11,11A,11B,11C…アルカリ乾電池
21,21B…正極缶
22…正極缶の底部
23,23A,23B…正極端子
26,26A,26B,26C…正極缶の開口部
28,28A,28B…正極端子の先端面
31,32,33,34,35,36,37,38,39,40…正極合剤
31a,33a,35a…開口部側端面
41…セパレータ
51…ゲル状負極合剤
71…負極集電子
81…封口ガスケット
82…ボス部
82a…ボス孔
83…周縁部
84,84A,84B…突出部分としての屈曲部
A,A´…突出部分の正極端子の先端面を基準とした高さから開口部側端面の正極端子の先端面を基準とした高さを引いた値
A1…突出部分の正極端子の先端面を基準とした高さ
A2…開口部側端面の正極端子の先端面を基準とした高さ
B,B´…正極合剤の合計の高さ
C,C´…アルカリ乾電池の総高
S1,S2,S3,S4,S5…隙間

Claims (4)

  1. 底部外側中央部に正極端子が配置された有底筒状の正極缶と、前記正極缶の内部に嵌入されかつ同心状に配置された中空円筒状をなす複数の正極合剤と、前記正極缶の中心部に配置されたゲル状負極合剤と、前記正極合剤と前記ゲル状負極合剤との間に介在されたセパレータと、前記正極缶の開口部に配置された封口ガスケットとを備え、前記封口ガスケットが、負極集電子が挿通されるボス孔が設けられたボス部と、前記ボス部の外周部から延設された周縁部とを有するアルカリ乾電池において、
    前記複数の正極合剤の合計の高さが、前記アルカリ乾電池の総高の75%以下であり、
    前記周縁部において前記底部側に最も突出した突出部分の前記正極端子の先端面を基準とした高さから、最も開口部寄りに配置された正極合剤の開口部側端面の前記正極端子の先端面を基準とした高さを引いた値が、前記アルカリ乾電池の総高の3%以下である
    ことを特徴とするアルカリ乾電池。
  2. 前記複数の正極合剤のうち、特定の正極合剤と、前記特定の正極合剤に隣接する正極合剤との間に隙間があることを特徴とする請求項1に記載のアルカリ乾電池。

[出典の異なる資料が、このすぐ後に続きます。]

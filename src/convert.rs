//! Pure conversion functions: TOML config structs -> crate API config types.

use anyhow::{Result, bail};

use flexwave_estimate::{EstimateConfig, FitMode, FlexureParams};
use flexwave_io::{Compression, ReaderConfig, WriterConfig};
use flexwave_wavelet::{Grid, ScaleSet, TransformConfig, padded_shape};

use crate::config::{EstimateToml, FlexureToml, IoToml, ScalesToml, TransformToml};

/// Parses a compression algorithm name string into the corresponding enum variant.
pub fn parse_compression(s: &str) -> Result<Compression> {
    match s.to_lowercase().as_str() {
        "none" => Ok(Compression::None),
        "snappy" => Ok(Compression::Snappy),
        "zstd" => Ok(Compression::Zstd),
        other => bail!("unknown compression: {other:?}"),
    }
}

/// Builds a [`TransformConfig`] from the TOML transform section.
pub fn build_transform_config(transform: &TransformToml) -> Result<TransformConfig> {
    let cfg = TransformConfig::new()
        .with_k0(transform.k0)
        .with_n_angles(transform.n_angles)
        .with_taper_width(transform.taper_width);
    cfg.validate()?;
    Ok(cfg)
}

/// Padded FFT domain for `grid`: the configured `pad`, or [`padded_shape`].
pub fn padding(transform: &TransformToml, grid: &Grid) -> Result<(usize, usize)> {
    match transform.pad {
        Some([nnx, nny]) => {
            if nnx < grid.nx() || nny < grid.ny() {
                bail!(
                    "pad [{nnx}, {nny}] is smaller than the {}x{} grid",
                    grid.nx(),
                    grid.ny()
                );
            }
            Ok((nnx, nny))
        }
        None => Ok(padded_shape(grid.nx(), grid.ny())),
    }
}

/// Builds the analysis [`ScaleSet`]: explicit wavenumbers when given,
/// otherwise `n_scales` automatic scales fitted to `grid`.
pub fn build_scale_set(scales: &ScalesToml, grid: &Grid) -> Result<ScaleSet> {
    let set = match scales.wavenumbers {
        Some(ref kf) => ScaleSet::new(kf.clone())?,
        None => ScaleSet::for_grid(grid, scales.n_scales)?,
    };
    Ok(set)
}

/// Builds a [`ReaderConfig`] from the TOML I/O configuration.
pub fn build_reader_config(io: &IoToml) -> Result<ReaderConfig> {
    let mut cfg = ReaderConfig::default()
        .with_coord_scale(io.coord_scale)
        .with_spacing_tol(io.spacing_tol);
    if let Some(ref v) = io.z_var {
        cfg = cfg.with_z_var(v);
    }
    cfg.validate()?;
    Ok(cfg)
}

/// Builds a [`WriterConfig`] from the TOML I/O configuration.
pub fn build_writer_config(io: &IoToml) -> Result<WriterConfig> {
    let compression = parse_compression(&io.compression)?;
    let cfg = WriterConfig::default()
        .with_compression(compression)
        .with_row_group_size(io.row_group_size);
    cfg.validate()?;
    Ok(cfg)
}

/// Parses a fit mode name.
pub fn parse_fit_mode(s: &str) -> Result<FitMode> {
    match s.to_lowercase().as_str() {
        "admit" => Ok(FitMode::Admit),
        "coh" => Ok(FitMode::Coh),
        "admit_coh" => Ok(FitMode::AdmitCoh),
        other => bail!("unknown fit mode: {other:?} (expected admit, coh or admit_coh)"),
    }
}

/// Builds [`FlexureParams`] from the TOML flexure section.
pub fn build_flexure_params(flexure: &FlexureToml) -> FlexureParams {
    FlexureParams::new()
        .with_young_modulus(flexure.young_modulus)
        .with_poisson_ratio(flexure.poisson_ratio)
        .with_gravity(flexure.gravity)
        .with_rho_mantle(flexure.rho_mantle)
        .with_rho_crust(flexure.rho_crust)
        .with_moho_depth(flexure.moho_depth)
}

/// Builds an [`EstimateConfig`] from the TOML estimate and flexure sections.
pub fn build_estimate_config(estimate: &EstimateToml, flexure: &FlexureToml) -> Result<EstimateConfig> {
    let [te_min, te_max] = estimate.te_range;
    let cfg = EstimateConfig::new()
        .with_mode(parse_fit_mode(&estimate.mode)?)
        .with_fit_alpha(estimate.fit_alpha)
        .with_te_range(te_min, te_max)
        .with_grid(estimate.n_te, estimate.n_load_ratio, estimate.n_alpha)
        .with_refine(estimate.refine)
        .with_flexure(build_flexure_params(flexure));
    cfg.validate()?;
    Ok(cfg)
}
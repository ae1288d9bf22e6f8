//! Edge tapering ahead of zero padding.

use std::f64::consts::PI;

use ndarray::{Array2, ArrayView2};

/// Tapers a field toward its mean over `width` samples at every edge.
///
/// Each node is mapped to `mean + wx[i] * wy[j] * (value - mean)`, with `wx`
/// and `wy` cosine ramps rising from 0 at the border to 1 after `width`
/// samples. Tapering toward the mean rather than toward zero leaves a
/// constant field untouched. The width is clamped to half of each axis;
/// `width == 0` returns an unmodified copy.
pub fn taper(field: ArrayView2<'_, f64>, width: usize) -> Array2<f64> {
    let (nx, ny) = field.dim();
    if width == 0 || field.is_empty() {
        return field.to_owned();
    }
    let mean = field.sum() / field.len() as f64;
    let wx = edge_weights(nx, width);
    let wy = edge_weights(ny, width);

    Array2::from_shape_fn((nx, ny), |(i, j)| {
        mean + wx[i] * wy[j] * (field[[i, j]] - mean)
    })
}

/// Cosine ramp weights for an axis of `n` samples.
fn edge_weights(n: usize, width: usize) -> Vec<f64> {
    let w = width.min(n / 2);
    let mut weights = vec![1.0; n];
    for i in 0..w {
        let ramp = 0.5 * (1.0 - (PI * i as f64 / w as f64).cos());
        weights[i] = ramp;
        weights[n - 1 - i] = ramp;
    }
    weights
}
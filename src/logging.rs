use tracing_subscriber::EnvFilter;

/// All workspace crate targets that should receive log output.
const CRATE_TARGETS: &[&str] = &[
    "flexwave",
    "flexwave_estimate",
    "flexwave_io",
    "flexwave_spectral",
    "flexwave_stats",
    "flexwave_wavelet",
];

/// Initialize tracing based on CLI verbosity level.
///
/// Mapping:
/// - 0 (none) -> warn
/// - 1 (-v)   -> info
/// - 2 (-vv)  -> debug
/// - 3+ (-vvv)-> trace
///
/// `RUST_LOG` env var overrides the CLI flag if set.
pub fn init(verbosity: u8) {
    let filter = EnvFilter::try_from_default_env()
        .unwrap_or_else(|_| EnvFilter::new(default_directives(verbosity)));

    tracing_subscriber::fmt()
        .with_env_filter(filter)
        .with_writer(std::io::stderr)
        .init();
}

fn default_directives(verbosity: u8) -> String {
    let level = match verbosity {
        0 => "warn",
        1 => "info",
        2 => "debug",
        _ => "trace",
    };
    CRATE_TARGETS
        .iter()
        .map(|t| format!("{t}={level}"))
        .collect::<Vec<_>>()
        .join(",")
}

#[cfg(test)]
mod tests {
    use super::*;

    #[test]
    fn directives_cover_every_crate() {
        let d = default_directives(2);
        assert_eq!(d.split(',').count(), CRATE_TARGETS.len());
        assert!(d.contains("flexwave_wavelet=debug"));
    }

    #[test]
    fn verbosity_saturates_at_trace() {
        assert!(default_directives(9).starts_with("flexwave=trace"));
        assert!(default_directives(0).starts_with("flexwave=warn"));
    }
}
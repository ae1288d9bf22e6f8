//! Steps shared by every command: grid loading, the wavelet transform and
//! the JSON summary.

use std::collections::BTreeMap;
use std::path::{Path, PathBuf};

use anyhow::{Context, Result};
use serde::Serialize;
use tracing::info;

use flexwave_io::{GridTable, ReaderConfig, WriterConfig, read_xyz, write_parquet};
use flexwave_spectral::GlobalSpectrum;
use flexwave_wavelet::{Grid, ScaleSet, TransformConfig, WaveletCoefficients, transform};

use crate::config::FlexwaveConfig;
use crate::convert;

/// Extensions routed to the NetCDF reader.
const NETCDF_EXTENSIONS: &[&str] = &["nc", "grd", "nc4"];

fn is_netcdf(path: &Path) -> bool {
    path.extension()
        .and_then(|e| e.to_str())
        .is_some_and(|e| NETCDF_EXTENSIONS.contains(&e.to_lowercase().as_str()))
}

/// Reads a grid, choosing the reader from the file extension.
pub fn load_grid(path: &Path, reader: &ReaderConfig) -> Result<Grid> {
    info!(path = %path.display(), "reading grid");
    let grid = if is_netcdf(path) {
        read_netcdf_grid(path, reader)?
    } else {
        read_xyz(path, reader)
            .with_context(|| format!("failed to read XYZ grid: {}", path.display()))?
    };
    info!(
        nx = grid.nx(),
        ny = grid.ny(),
        dx = grid.dx(),
        dy = grid.dy(),
        "grid loaded"
    );
    Ok(grid)
}

/// Reads two grids and checks they share shape and spacing.
pub fn load_pair(path1: &Path, path2: &Path, reader: &ReaderConfig) -> Result<(Grid, Grid)> {
    let grid1 = load_grid(path1, reader)?;
    let grid2 = load_grid(path2, reader)?;
    if !grid1.is_colocated(&grid2) {
        anyhow::bail!(
            "grids are not co-located: {} is {}x{} at ({}, {}) m, {} is {}x{} at ({}, {}) m",
            path1.display(),
            grid1.nx(),
            grid1.ny(),
            grid1.dx(),
            grid1.dy(),
            path2.display(),
            grid2.nx(),
            grid2.ny(),
            grid2.dx(),
            grid2.dy()
        );
    }
    Ok((grid1, grid2))
}

#[cfg(feature = "netcdf")]
fn read_netcdf_grid(path: &Path, reader: &ReaderConfig) -> Result<Grid> {
    flexwave_io::read_netcdf(path, reader)
        .with_context(|| format!("failed to read NetCDF grid: {}", path.display()))
}

#[cfg(not(feature = "netcdf"))]
fn read_netcdf_grid(path: &Path, _reader: &ReaderConfig) -> Result<Grid> {
    anyhow::bail!(
        "{} looks like a NetCDF grid but flexwave was built without the `netcdf` feature",
        path.display()
    )
}

/// Transform settings resolved against a concrete grid.
#[derive(Debug)]
pub struct Analysis {
    pub config: TransformConfig,
    pub scales: ScaleSet,
    pub pad: (usize, usize),
}

impl Analysis {
    /// Resolves the TOML sections into library configs for `grid`.
    pub fn new(config: &FlexwaveConfig, grid: &Grid) -> Result<Self> {
        let analysis = Self {
            config: convert::build_transform_config(&config.transform)?,
            scales: convert::build_scale_set(&config.scales, grid)?,
            pad: convert::padding(&config.transform, grid)?,
        };
        info!(
            n_scales = analysis.scales.len(),
            n_angles = analysis.config.n_angles(),
            nnx = analysis.pad.0,
            nny = analysis.pad.1,
            "analysis resolved"
        );
        Ok(analysis)
    }

    /// Wavelet transform of `grid` under these settings.
    pub fn transform(&self, grid: &Grid) -> Result<WaveletCoefficients> {
        let (nnx, nny) = self.pad;
        transform(grid, nnx, nny, &self.scales, &self.config).context("wavelet transform failed")
    }
}

/// Writes `table` to Parquet.
pub fn write_table(path: &Path, table: &GridTable, writer: &WriterConfig) -> Result<()> {
    write_parquet(path, table, writer)
        .with_context(|| format!("failed to write Parquet: {}", path.display()))?;
    info!(path = %path.display(), rows = table.n_rows(), "results written");
    Ok(())
}

/// JSON summary of one run.
#[derive(Debug, Serialize)]
pub struct Summary {
    pub command: &'static str,
    pub inputs: Vec<PathBuf>,
    pub grid: GridSummary,
    pub transform: TransformSummary,
    pub spectra: BTreeMap<&'static str, SpectrumSummary>,
}

#[derive(Debug, Serialize)]
pub struct GridSummary {
    pub nx: usize,
    pub ny: usize,
    pub dx: f64,
    pub dy: f64,
}

#[derive(Debug, Serialize)]
pub struct TransformSummary {
    pub k0: f64,
    pub n_angles: usize,
    pub taper_width: usize,
    pub pad: [usize; 2],
    pub wavenumbers: Vec<f64>,
}

/// Global spectrum; non-finite entries serialise as `null`.
#[derive(Debug, Serialize)]
pub struct SpectrumSummary {
    pub wavenumbers: Vec<f64>,
    pub values: Vec<Option<f64>>,
    pub errors: Vec<Option<f64>>,
}

impl From<&GlobalSpectrum> for SpectrumSummary {
    fn from(spectrum: &GlobalSpectrum) -> Self {
        let finite = |v: &f64| v.is_finite().then_some(*v);
        Self {
            wavenumbers: spectrum.wavenumbers().to_vec(),
            values: spectrum.values().iter().map(finite).collect(),
            errors: spectrum.errors().iter().map(finite).collect(),
        }
    }
}

impl Summary {
    /// Summary skeleton for `grid` analysed with `analysis`.
    pub fn new(command: &'static str, inputs: Vec<PathBuf>, grid: &Grid, analysis: &Analysis) -> Self {
        Self {
            command,
            inputs,
            grid: GridSummary {
                nx: grid.nx(),
                ny: grid.ny(),
                dx: grid.dx(),
                dy: grid.dy(),
            },
            transform: TransformSummary {
                k0: analysis.config.k0(),
                n_angles: analysis.config.n_angles(),
                taper_width: analysis.config.taper_width(),
                pad: [analysis.pad.0, analysis.pad.1],
                wavenumbers: analysis.scales.as_slice().to_vec(),
            },
            spectra: BTreeMap::new(),
        }
    }

    /// Adds a named global spectrum.
    pub fn with_spectrum(mut self, name: &'static str, spectrum: &GlobalSpectrum) -> Self {
        self.spectra.insert(name, SpectrumSummary::from(spectrum));
        self
    }

    /// Serialises the summary to pretty JSON at `path`.
    pub fn write(&self, path: &Path) -> Result<()> {
        write_json(path, self)
    }
}

/// Writes `value` as pretty JSON to `path`.
pub fn write_json<T: Serialize>(path: &Path, value: &T) -> Result<()> {
    let json = serde_json::to_string_pretty(value).context("failed to serialise summary")?;
    std::fs::write(path, &json)
        .with_context(|| format!("failed to write summary: {}", path.display()))?;
    info!(path = %path.display(), "summary written");
    Ok(())
}
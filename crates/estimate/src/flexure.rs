//! Analytical admittance and coherence of a loaded elastic plate.
//!
//! The plate carries two statistically independent initial loads: one on
//! the surface and one at the Moho. Each load leaves final topography `H`
//! and Moho relief `W`. For a unit surface load and a subsurface load `f`
//! times as heavy, with `psi = D k^4 / g`, `drho = rho_m - rho_c`, and the
//! common factor `1 / (rho_m + psi)` dropped:
//!
//! ```text
//! surface load:    H_t = drho + psi      W_t = -rho_c
//! subsurface load: H_b = -f rho_c        W_b = f rho_c (rho_c + psi) / drho
//! ```
//!
//! The Bouguer anomaly is `2 pi G drho exp(-k z_c) W`. When the loads have a
//! phase difference `alpha`, the real cross-power, topography power and Moho
//! power pick up `cos(alpha)` cross terms. `alpha = pi/2` is the uncorrelated
//! case.

use std::f64::consts::{FRAC_PI_2, PI};

use crate::error::EstimateError;

/// Newtonian gravitational constant (m^3 kg^-1 s^-2).
pub const GRAVITATIONAL_CONSTANT: f64 = 6.67e-11;

/// m/s^2 to mGal.
const MGAL_PER_MS2: f64 = 1e5;

/// Uncorrelated initial loads.
pub const UNCORRELATED_ALPHA: f64 = FRAC_PI_2;

/// Physical constants of the plate model, in SI units.
///
/// The [`Default`] implementation describes continental lithosphere with a
/// 35 km crust.
#[derive(Clone, Debug, PartialEq)]
pub struct FlexureParams {
    young_modulus: f64,
    poisson_ratio: f64,
    gravity: f64,
    rho_mantle: f64,
    rho_crust: f64,
    moho_depth: f64,
}

impl Default for FlexureParams {
    fn default() -> Self {
        Self {
            young_modulus: 1e11,
            poisson_ratio: 0.25,
            gravity: 9.81,
            rho_mantle: 3200.0,
            rho_crust: 2700.0,
            moho_depth: 35e3,
        }
    }
}

impl FlexureParams {
    /// Creates the default parameter set.
    pub fn new() -> Self {
        Self::default()
    }

    /// Sets Young's modulus (Pa).
    pub fn with_young_modulus(mut self, e: f64) -> Self {
        self.young_modulus = e;
        self
    }

    pub fn with_poisson_ratio(mut self, nu: f64) -> Self {
        self.poisson_ratio = nu;
        self
    }

    /// Sets the gravitational acceleration (m/s^2).
    pub fn with_gravity(mut self, g: f64) -> Self {
        self.gravity = g;
        self
    }

    /// Sets the mantle density (kg/m^3).
    pub fn with_rho_mantle(mut self, rho: f64) -> Self {
        self.rho_mantle = rho;
        self
    }

    /// Sets the crustal density (kg/m^3).
    pub fn with_rho_crust(mut self, rho: f64) -> Self {
        self.rho_crust = rho;
        self
    }

    /// Sets the depth of the subsurface load interface (m).
    pub fn with_moho_depth(mut self, depth: f64) -> Self {
        self.moho_depth = depth;
        self
    }

    pub fn young_modulus(&self) -> f64 {
        self.young_modulus
    }

    pub fn poisson_ratio(&self) -> f64 {
        self.poisson_ratio
    }

    pub fn gravity(&self) -> f64 {
        self.gravity
    }

    pub fn rho_mantle(&self) -> f64 {
        self.rho_mantle
    }

    pub fn rho_crust(&self) -> f64 {
        self.rho_crust
    }

    pub fn moho_depth(&self) -> f64 {
        self.moho_depth
    }

    /// Flexural rigidity `E Te^3 / (12 (1 - nu^2))` for `te_km` in km.
    pub fn rigidity(&self, te_km: f64) -> f64 {
        let te = te_km * 1e3;
        self.young_modulus * te.powi(3) / (12.0 * (1.0 - self.poisson_ratio.powi(2)))
    }

    /// Validates this parameter set.
    ///
    /// # Errors
    ///
    /// Returns [`EstimateError::Validation`] listing every failed check.
    pub fn validate(&self) -> Result<(), EstimateError> {
        let mut problems = Vec::new();
        let positive = [
            ("young_modulus", self.young_modulus),
            ("gravity", self.gravity),
            ("rho_crust", self.rho_crust),
        ];
        for (name, v) in positive {
            if !(v.is_finite() && v > 0.0) {
                problems.push(format!("{name} must be finite and > 0, got {v}"));
            }
        }
        if !(0.0..0.5).contains(&self.poisson_ratio) {
            problems.push(format!(
                "poisson_ratio must be in [0, 0.5), got {}",
                self.poisson_ratio
            ));
        }
        if !(self.rho_mantle > self.rho_crust && self.rho_mantle.is_finite()) {
            problems.push(format!(
                "rho_mantle ({}) must exceed rho_crust ({})",
                self.rho_mantle, self.rho_crust
            ));
        }
        if !(self.moho_depth.is_finite() && self.moho_depth >= 0.0) {
            problems.push(format!(
                "moho_depth must be finite and >= 0, got {}",
                self.moho_depth
            ));
        }
        if problems.is_empty() {
            Ok(())
        } else {
            Err(EstimateError::Validation {
                count: problems.len(),
                details: problems.join("; "),
            })
        }
    }
}

/// Predicted real admittance (mGal/m) and coherence at each wavenumber.
#[derive(Clone, Debug, PartialEq)]
pub struct FlexureSpectra {
    pub admittance: Vec<f64>,
    pub coherence: Vec<f64>,
}

/// Real admittance and coherence at one wavenumber `k` (rad/m).
///
/// `load_ratio` is `F` in `[0, 1)`, the subsurface share of the total initial
/// load, and `alpha` the phase between the two loads in radians.
pub fn xspec_at(
    k: f64,
    te_km: f64,
    load_ratio: f64,
    alpha: f64,
    params: &FlexureParams,
) -> (f64, f64) {
    let rho_c = params.rho_crust;
    let drho = params.rho_mantle - rho_c;
    let psi = params.rigidity(te_km) * k.powi(4) / params.gravity;
    let f = load_ratio / (1.0 - load_ratio);

    let (h_t, w_t) = (drho + psi, -rho_c);
    let (h_b, w_b) = (-f * rho_c, f * rho_c * (rho_c + psi) / drho);
    let cos_a = alpha.cos();

    let cross = w_t * h_t + w_b * h_b + (w_t * h_b + w_b * h_t) * cos_a;
    let hh = h_t * h_t + h_b * h_b + 2.0 * h_t * h_b * cos_a;
    let ww = w_t * w_t + w_b * w_b + 2.0 * w_t * w_b * cos_a;

    let bouguer = 2.0 * PI * GRAVITATIONAL_CONSTANT * drho * (-k * params.moho_depth).exp();
    let admittance = MGAL_PER_MS2 * bouguer * cross / hh;
    let coherence = cross * cross / (hh * ww);
    (admittance, coherence)
}

/// [`xspec_at`] over a set of wavenumbers.
pub fn real_xspec_functions(
    k: &[f64],
    te_km: f64,
    load_ratio: f64,
    alpha: f64,
    params: &FlexureParams,
) -> FlexureSpectra {
    let (admittance, coherence) = k
        .iter()
        .map(|&kk| xspec_at(kk, te_km, load_ratio, alpha, params))
        .unzip();
    FlexureSpectra {
        admittance,
        coherence,
    }
}
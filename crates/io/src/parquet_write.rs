//! Low-level Parquet column building.

use std::path::Path;
use std::sync::Arc;

use arrow::array::{ArrayRef, Float64Array, RecordBatch, UInt32Array};
use arrow::datatypes::{DataType, Field, Schema};
use parquet::arrow::ArrowWriter;
use parquet::file::properties::WriterProperties;

use crate::error::IoError;
use crate::table::GridTable;

/// Builds the Arrow schema for a [`GridTable`].
///
/// Key columns `x`, `y`, `scale`, `wavenumber` come first, then one
/// nullable `Float64` column per value field (non-finite estimates are kept
/// as-is, not nulled).
pub(crate) fn build_schema(table: &GridTable) -> Schema {
    let mut fields = vec![
        Field::new("x", DataType::Float64, false),
        Field::new("y", DataType::Float64, false),
        Field::new("scale", DataType::UInt32, false),
        Field::new("wavenumber", DataType::Float64, false),
    ];
    for name in table.column_names() {
        fields.push(Field::new(name, DataType::Float64, true));
    }
    Schema::new(fields)
}

/// Converts a [`GridTable`] into a single Arrow [`RecordBatch`].
pub(crate) fn table_to_record_batch(
    table: &GridTable,
    schema: &Schema,
) -> Result<RecordBatch, IoError> {
    let n = table.n_rows();
    let mut xs = Vec::with_capacity(n);
    let mut ys = Vec::with_capacity(n);
    let mut scales = Vec::with_capacity(n);
    let mut wavenumbers = Vec::with_capacity(n);
    for (x, y, s, kf) in table.keys() {
        xs.push(x);
        ys.push(y);
        scales.push(s);
        wavenumbers.push(kf);
    }

    let mut columns: Vec<ArrayRef> = vec![
        Arc::new(Float64Array::from(xs)),
        Arc::new(Float64Array::from(ys)),
        Arc::new(UInt32Array::from(scales)),
        Arc::new(Float64Array::from(wavenumbers)),
    ];
    for (_, values) in table.columns() {
        columns.push(Arc::new(Float64Array::from(GridTable::column_values(
            values,
        ))));
    }

    Ok(RecordBatch::try_new(Arc::new(schema.clone()), columns)?)
}

/// Writes a sequence of [`RecordBatch`]es to a Parquet file at `path`.
///
/// # Errors
///
/// Returns [`IoError::Io`] if the file cannot be created and
/// [`IoError::Parquet`] if batch writing or finalisation fails.
pub(crate) fn write_batches(
    path: &Path,
    batches: &[RecordBatch],
    schema: &Schema,
    props: WriterProperties,
) -> Result<(), IoError> {
    let file = std::fs::File::create(path).map_err(|e| IoError::Io {
        path: path.to_path_buf(),
        reason: e.to_string(),
    })?;
    let mut writer = ArrowWriter::try_new(file, Arc::new(schema.clone()), Some(props))?;

    for batch in batches {
        writer.write(batch)?;
    }

    writer.close()?;
    Ok(())
}
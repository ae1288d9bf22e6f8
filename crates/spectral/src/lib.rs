//! # flexwave-spectral
//!
//! Angle-averaged spectral estimators over directional wavelet coefficients,
//! each paired with a leave-one-angle-out jackknife error.
//!
//! - [`scalogram`]: mean power of one field
//! - [`cross_scalogram`]: mean cross-power `w1 * conj(w2)` of two fields
//! - [`admit_coh`]: admittance and coherence of two fields
//!
//! All outputs are `[x, y, scale]` arrays. Every estimator first reduces
//! the per-angle samples to their mean, then runs the jackknife per pixel.
//!
//! ## Quick Start
//!
//! ```ignore
//! use flexwave_spectral::{admit_coh, scalogram};
//!
//! let sg = scalogram(&wt_topo);
//! let ac = admit_coh(&wt_topo, &wt_grav)?;
//! let global = ac.global_coherence();
//! ```

mod admit;
mod cross;
mod error;
mod global;
mod jackknife;
mod reduce;
mod scalogram;

pub use admit::{AdmitCoh, admit_coh};
pub use cross::{CrossScalogram, cross_scalogram};
pub use error::SpectralError;
pub use global::GlobalSpectrum;
pub use scalogram::{Scalogram, scalogram};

  3. 前記正極合剤の外径が、前記正極缶の内径よりも0.1mm以上0.3mm以下だけ大きいことを特徴とする請求項1または2に記載のアルカリ乾電池。
  4. 請求項1乃至3のいずれか1項に記載のアルカリ乾電池の製造方法であって、
    中空円筒状をなす前記複数の正極合剤を作製する正極合剤作製工程と、前記複数の正極合剤を前記正極缶の内部に嵌入させる嵌入工程とを含み、
    前記嵌入工程では、前記複数の正極合剤のうち、特定の正極合剤と、前記特定の正極合剤に隣接する正極合剤とを、両者の間に隙間を持たせた状態で嵌入させる
    ことを特徴とするアルカリ乾電池の製造方法。